Retype exactly the lines that run from the start of the data to the line holding "pub enum OutputFormat", including both, and only those.

##### DATA FOR REVIEW

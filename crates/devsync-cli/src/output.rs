//! Output formatting for CLI
//!
//! Provides consistent output formatting across all commands:
//! - Human-readable default output
//! - JSON output (--json flag)
//! - Quiet mode for scripting (--quiet flag)

use serde::Serialize;
use serde_json::{Map, Value};

use devsync_core::sync::{ConnectionSnapshot, DisconnectReason};
use devsync_core::{ConnectionState, DeviceSession};

/// Output format options
#[derive(Debug, Clone, Copy, PartialEq, Eq)]
pub enum OutputFormat {
    /// Human-readable output (default)
    Human,
    /// JSON output
    Json,
    /// Quiet mode - minimal output
    Quiet,
}

impl OutputFormat {
    /// Create format from CLI flags
    pub fn from_flags(json: bool, quiet: bool) -> Self {
        if quiet {
            OutputFormat::Quiet
        } else if json {
            OutputFormat::Json
        } else {
            OutputFormat::Human
        }
    }
}

/// Output helper for consistent formatting
pub struct Output {
    /// The output format
    pub format: OutputFormat,
}

impl Output {
    pub fn new(format: OutputFormat) -> Self {
        Self { format }
    }

    /// Check if output is in quiet mode
    pub fn is_quiet(&self) -> bool {
        matches!(self.format, OutputFormat::Quiet)
    }

    pub fn is_json(&self) -> bool {
        matches!(self.format, OutputFormat::Json)
    }

    /// Print the session list; `current_device` marks this device
    pub fn print_sessions(&self, sessions: &[DeviceSession], current_device: Option<&str>) {
        let is_current =
            |s: &DeviceSession| s.current || current_device == Some(s.device_id.as_str());

        match self.format {
            OutputFormat::Human => {
                if sessions.is_empty() {
                    println!("No active sessions.");
                    return;
                }
                for session in sessions {
                    let marker = if is_current(session) { "*" } else { " " };
                    let name = if session.device_name.is_empty() {
                        "(unnamed)"
                    } else {
                        session.device_name.as_str()
                    };
                    let last_active = session
                        .last_active_at
                        .map(|t| t.format("%Y-%m-%d %H:%M").to_string())
                        .unwrap_or_else(|| "-".to_string());
                    println!(
                        "{} {} | {} | {} | {}",
                        marker,
                        truncate(&session.device_id, 36),
                        truncate(name, 30),
                        session.device_type.as_deref().unwrap_or("-"),
                        last_active
                    );
                }
                println!("\n{} session(s)", sessions.len());
            }
            OutputFormat::Json => {
                let entries: Vec<_> = sessions
                    .iter()
                    .map(|s| {
                        let mut value = serde_json::to_value(s).unwrap_or(Value::Null);
                        if let Value::Object(ref mut obj) = value {
                            obj.insert("current".to_string(), Value::Bool(is_current(s)));
                        }
                        value
                    })
                    .collect();
                print_json(&entries);
            }
            OutputFormat::Quiet => {
                for session in sessions {
                    println!("{}", session.device_id);
                }
            }
        }
    }

    /// Print a connection state change
    pub fn print_state(&self, snapshot: &ConnectionSnapshot) {
        match self.format {
            OutputFormat::Human => {
                println!("[{}] {}", timestamp(), describe_state(&snapshot.state));
            }
            OutputFormat::Json => {
                let mut obj = serde_json::json!({
                    "event": "state",
                    "state": snapshot.state.label(),
                    "attempts": snapshot.attempts,
                });
                match snapshot.state {
                    ConnectionState::Reconnecting { attempt, delay } => {
                        obj["attempt"] = attempt.into();
                        obj["delay_ms"] = (delay.as_millis() as u64).into();
                    }
                    ConnectionState::Disconnected(reason) => {
                        obj["reason"] = reason_label(reason).into();
                    }
                    _ => {}
                }
                println!("{}", obj);
            }
            OutputFormat::Quiet => {}
        }
    }

    /// Print fields merged into the current user
    pub fn print_user_update(&self, fields: &Map<String, Value>) {
        match self.format {
            OutputFormat::Human => {
                let keys: Vec<&str> = fields.keys().map(String::as_str).collect();
                println!("[{}] User updated: {}", timestamp(), keys.join(", "));
            }
            OutputFormat::Json => {
                println!(
                    "{}",
                    serde_json::json!({"event": "user_update", "fields": fields})
                );
            }
            OutputFormat::Quiet => {}
        }
    }

    /// Print a success message
    pub fn success(&self, message: &str) {
        match self.format {
            OutputFormat::Human => println!("✓ {}", message),
            OutputFormat::Json => {
                println!(
                    "{}",
                    serde_json::json!({"status": "success", "message": message})
                );
            }
            OutputFormat::Quiet => {}
        }
    }

    /// Print an informational message
    pub fn message(&self, msg: &str) {
        match self.format {
            OutputFormat::Human => println!("{}", msg),
            OutputFormat::Json => {
                println!("{}", serde_json::json!({"message": msg}));
            }
            OutputFormat::Quiet => {}
        }
    }
}

/// Pretty-print a serializable value as JSON
pub fn print_json<T: Serialize + ?Sized>(value: &T) {
    match serde_json::to_string_pretty(value) {
        Ok(json) => println!("{}", json),
        Err(e) => eprintln!("Failed to encode output: {}", e),
    }
}

/// Human description of a connection state
pub fn describe_state(state: &ConnectionState) -> String {
    match state {
        ConnectionState::Idle => "Idle".to_string(),
        ConnectionState::Connecting => "Connecting...".to_string(),
        ConnectionState::Connected => "Connected".to_string(),
        ConnectionState::Reconnecting { attempt, delay } => format!(
            "Connection lost, retrying in {}ms (attempt {})",
            delay.as_millis(),
            attempt
        ),
        ConnectionState::Disconnected(reason) => match reason {
            DisconnectReason::RetriesExhausted => "Disconnected: gave up reconnecting".to_string(),
            DisconnectReason::NoCredentials => "Disconnected: no stored token".to_string(),
            DisconnectReason::Shutdown => "Disconnected".to_string(),
        },
    }
}

fn reason_label(reason: DisconnectReason) -> &'static str {
    match reason {
        DisconnectReason::RetriesExhausted => "retries_exhausted",
        DisconnectReason::NoCredentials => "no_credentials",
        DisconnectReason::Shutdown => "shutdown",
    }
}

fn timestamp() -> String {
    chrono::Local::now().format("%H:%M:%S").to_string()
}

/// Truncate a string to max length, adding "..." if truncated
fn truncate(s: &str, max_len: usize) -> String {
    if s.chars().count() <= max_len {
        s.to_string()
    } else {
        let kept: String = s.chars().take(max_len.saturating_sub(3)).collect();
        format!("{}...", kept)
    }
}
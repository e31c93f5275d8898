//! History service: measurement timelines and evolution.
//!
//! Produces the rows behind trend charts and report exports. Diagnoses
//! are recomputed from stored indices on every read.

use std::sync::Arc;

use chrono::NaiveDate;
use serde::{Deserialize, Serialize};

use crate::domain::{generate_diagnosis, CranialDiagnosis, DerivedIndices};
use crate::ports::{MeasurementPage, MeasurementStore};
use crate::CraniotrackError;

/// CVAI change (percentage points) treated as measurement noise.
pub const CVAI_TREND_TOLERANCE: f64 = 0.5;

/// One point on a patient's timeline.
#[derive(Debug, Clone, PartialEq, Serialize, Deserialize)]
#[serde(rename_all = "camelCase")]
pub struct TimelineEntry {
    pub record_id: String,
    pub measurement_date: NaiveDate,
    /// Completed months of age at the measurement date
    pub age_months: Option<u32>,
    pub head_circumference: Option<f64>,
    pub indices: DerivedIndices,
    pub diagnosis: Option<CranialDiagnosis>,
}

#[derive(Debug, Clone, Copy, PartialEq, Eq, Serialize, Deserialize)]
#[serde(rename_all = "lowercase")]
pub enum Trend {
    Improving,
    Stable,
    Worsening,
}

/// Comparison between the first and the latest diagnosable measurements.
#[derive(Debug, Clone, PartialEq, Serialize, Deserialize)]
#[serde(rename_all = "camelCase")]
pub struct Evolution {
    pub first: TimelineEntry,
    pub latest: TimelineEntry,
    /// latest − first
    pub cranial_index_delta: f64,
    /// latest − first
    pub cvai_delta: f64,
    pub trend: Trend,
}

impl Evolution {
    fn between(first: TimelineEntry, latest: TimelineEntry) -> Option<Self> {
        let (first_ci, first_cvai) = first.indices.diagnosable()?;
        let (latest_ci, latest_cvai) = latest.indices.diagnosable()?;
        let first_severity = first.diagnosis.as_ref()?.severity;
        let latest_severity = latest.diagnosis.as_ref()?.severity;

        let cvai_delta = latest_cvai - first_cvai;
        let trend = match latest_severity.cmp(&first_severity) {
            std::cmp::Ordering::Less => Trend::Improving,
            std::cmp::Ordering::Greater => Trend::Worsening,
            std::cmp::Ordering::Equal if cvai_delta < -CVAI_TREND_TOLERANCE => Trend::Improving,
            std::cmp::Ordering::Equal if cvai_delta > CVAI_TREND_TOLERANCE => Trend::Worsening,
            std::cmp::Ordering::Equal => Trend::Stable,
        };

        Some(Self {
            first,
            latest,
            cranial_index_delta: latest_ci - first_ci,
            cvai_delta,
            trend,
        })
    }
}

/// Service for patient measurement history.
pub struct HistoryService<S>
where
    S: MeasurementStore,
{
    storage: Arc<S>,
    page_size: usize,
}

impl<S> HistoryService<S>
where
    S: MeasurementStore,
    S::Error: Into<crate::adapters::StoreError>,
{
    /// Create a new history service with a default page size.
    pub fn new(storage: Arc<S>, page_size: usize) -> Self {
        Self {
            storage,
            page_size: page_size.max(1),
        }
    }

    /// All measurements of a patient, oldest first.
    ///
    /// # Errors
    /// Returns `NotFound` for an unknown patient, or a storage error.
    pub fn timeline(&self, patient_id: &str) -> Result<Vec<TimelineEntry>, CraniotrackError> {
        let patient = self
            .storage
            .load_patient(patient_id)
            .map_err(|e| CraniotrackError::Store(e.into()))?
            .ok_or_else(|| CraniotrackError::NotFound(format!("patient {patient_id}")))?;

        let records = self
            .storage
            .load_measurements(patient_id)
            .map_err(|e| CraniotrackError::Store(e.into()))?;

        let entries: Vec<TimelineEntry> = records
            .into_iter()
            .map(|record| TimelineEntry {
                age_months: patient.age_in_months(record.measurement.measurement_date),
                measurement_date: record.measurement.measurement_date,
                head_circumference: record.measurement.head_circumference,
                diagnosis: record
                    .indices
                    .diagnosable()
                    .map(|(ci, cvai)| generate_diagnosis(ci, cvai)),
                indices: record.indices,
                record_id: record.id,
            })
            .collect();

        tracing::debug!("Built timeline with {} entries", entries.len());
        Ok(entries)
    }

    /// Evolution between the first and latest diagnosable measurements.
    ///
    /// # Returns
    /// `None` with fewer than two diagnosable measurements.
    ///
    /// # Errors
    /// Returns `NotFound` for an unknown patient, or a storage error.
    pub fn evolution(&self, patient_id: &str) -> Result<Option<Evolution>, CraniotrackError> {
        let mut diagnosable = self
            .timeline(patient_id)?
            .into_iter()
            .filter(|entry| entry.diagnosis.is_some());

        let Some(first) = diagnosable.next() else {
            return Ok(None);
        };
        let Some(latest) = diagnosable.last() else {
            return Ok(None);
        };

        let evolution = Evolution::between(first, latest);
        if let Some(evolution) = &evolution {
            tracing::info!(
                "Evolution: Δci={:+.1} Δcvai={:+.1} trend={:?}",
                evolution.cranial_index_delta,
                evolution.cvai_delta,
                evolution.trend
            );
        }
        Ok(evolution)
    }

    /// A page of stored records; `limit` defaults to the configured size.
    ///
    /// # Errors
    /// Returns error if storage operation fails.
    pub fn page(
        &self,
        patient_id: &str,
        offset: usize,
        limit: Option<usize>,
    ) -> Result<MeasurementPage, CraniotrackError> {
        self.storage
            .load_measurements_paginated(patient_id, offset, limit.unwrap_or(self.page_size))
            .map_err(|e| CraniotrackError::Store(e.into()))
    }
}

#[cfg(test)]
mod tests {
    use super::*;
    use crate::adapters::memory::MemoryStore;
    use crate::application::AssessmentService;
    use crate::domain::{Measurement, Patient, SeverityLevel};

    fn ymd(y: i32, m: u32, d: u32) -> NaiveDate {
        NaiveDate::from_ymd_opt(y, m, d).expect("Valid date")
    }

    fn setup() -> (AssessmentService<MemoryStore>, HistoryService<MemoryStore>, Patient) {
        let storage = Arc::new(MemoryStore::new());
        let assessment = AssessmentService::new(Arc::clone(&storage));
        let history = HistoryService::new(storage, 2);
        let patient = assessment
            .register_patient(Patient::new("Davi", ymd(2024, 1, 10)))
            .expect("Should register");
        (assessment, history, patient)
    }

    #[test]
    fn test_timeline_ages_and_diagnoses() {
        let (assessment, history, patient) = setup();
        assessment
            .record_measurement(
                &patient.id,
                Measurement::new(143.0, 135.0, 145.0, 138.0, ymd(2024, 4, 12)),
            )
            .expect("Should record");
        let mut partial = Measurement::empty(ymd(2024, 3, 10));
        partial.length = Some(140.0);
        assessment
            .record_measurement(&patient.id, partial)
            .expect("Should record");

        let timeline = history.timeline(&patient.id).expect("Should build");
        assert_eq!(timeline.len(), 2);
        assert_eq!(timeline[0].age_months, Some(2));
        assert!(timeline[0].diagnosis.is_none());
        assert_eq!(timeline[1].age_months, Some(3));
        assert_eq!(
            timeline[1].diagnosis.as_ref().map(|d| d.diagnosis_text.as_str()),
            Some("Misto Moderado")
        );
    }

    #[test]
    fn test_timeline_unknown_patient() {
        let (_, history, _) = setup();
        assert!(matches!(
            history.timeline("missing"),
            Err(CraniotrackError::NotFound(_))
        ));
    }

    #[test]
    fn test_evolution_improving() {
        let (assessment, history, patient) = setup();
        // cvai 10.0: plagiocephaly severe
        assessment
            .record_measurement(
                &patient.id,
                Measurement::new(140.0, 112.0, 132.0, 120.0, ymd(2024, 3, 1)),
            )
            .expect("Should record");
        // cvai 4.0: plagiocephaly mild
        assessment
            .record_measurement(
                &patient.id,
                Measurement::new(150.0, 120.0, 130.0, 125.0, ymd(2024, 7, 1)),
            )
            .expect("Should record");

        let evolution = history
            .evolution(&patient.id)
            .expect("Should compute")
            .expect("Two diagnosable measurements");
        assert_eq!(evolution.trend, Trend::Improving);
        assert_eq!(
            evolution.first.diagnosis.as_ref().map(|d| d.severity),
            Some(SeverityLevel::Severe)
        );
        assert!((evolution.cvai_delta - -6.0).abs() < 1e-9);
        assert!(evolution.cranial_index_delta.abs() < 1e-9);
    }

    #[test]
    fn test_evolution_stable_within_tolerance() {
        let (assessment, history, patient) = setup();
        for (month, right) in [(3, 100.0), (5, 100.3)] {
            assessment
                .record_measurement(
                    &patient.id,
                    Measurement::new(100.0, 80.0, right, 100.0, ymd(2024, month, 1)),
                )
                .expect("Should record");
        }

        let evolution = history
            .evolution(&patient.id)
            .expect("Should compute")
            .expect("Two diagnosable measurements");
        assert_eq!(evolution.trend, Trend::Stable);
    }

    #[test]
    fn test_evolution_needs_two_measurements() {
        let (assessment, history, patient) = setup();
        assert!(history.evolution(&patient.id).expect("Should compute").is_none());

        assessment
            .record_measurement(
                &patient.id,
                Measurement::new(100.0, 80.0, 100.0, 100.0, ymd(2024, 3, 1)),
            )
            .expect("Should record");
        assert!(history.evolution(&patient.id).expect("Should compute").is_none());
    }

    #[test]
    fn test_page_uses_default_size() {
        let (assessment, history, patient) = setup();
        for month in 2..=4 {
            assessment
                .record_measurement(&patient.id, Measurement::empty(ymd(2024, month, 15)))
                .expect("Should record");
        }

        let page = history.page(&patient.id, 0, None).expect("Should page");
        assert_eq!(page.items.len(), 2);
        assert!(page.has_more);

        let rest = history.page(&patient.id, 2, Some(10)).expect("Should page");
        assert_eq!(rest.items.len(), 1);
        assert!(!rest.has_more);
    }
}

##########

RESULT:
filename crates/devsync-cli/src/output.rs
//! Output formatting for CLI
//!
//! Provides consistent output formatting across all commands:
//! - Human-readable default output
//! - JSON output (--json flag)
//! - Quiet mode for scripting (--quiet flag)

use serde::Serialize;
use serde_json::{Map, Value};

use devsync_core::sync::{ConnectionSnapshot, DisconnectReason};
use devsync_core::{ConnectionState, DeviceSession};

/// Output format options
#[derive(Debug, Clone, Copy, PartialEq, Eq)]
pub enum OutputFormat {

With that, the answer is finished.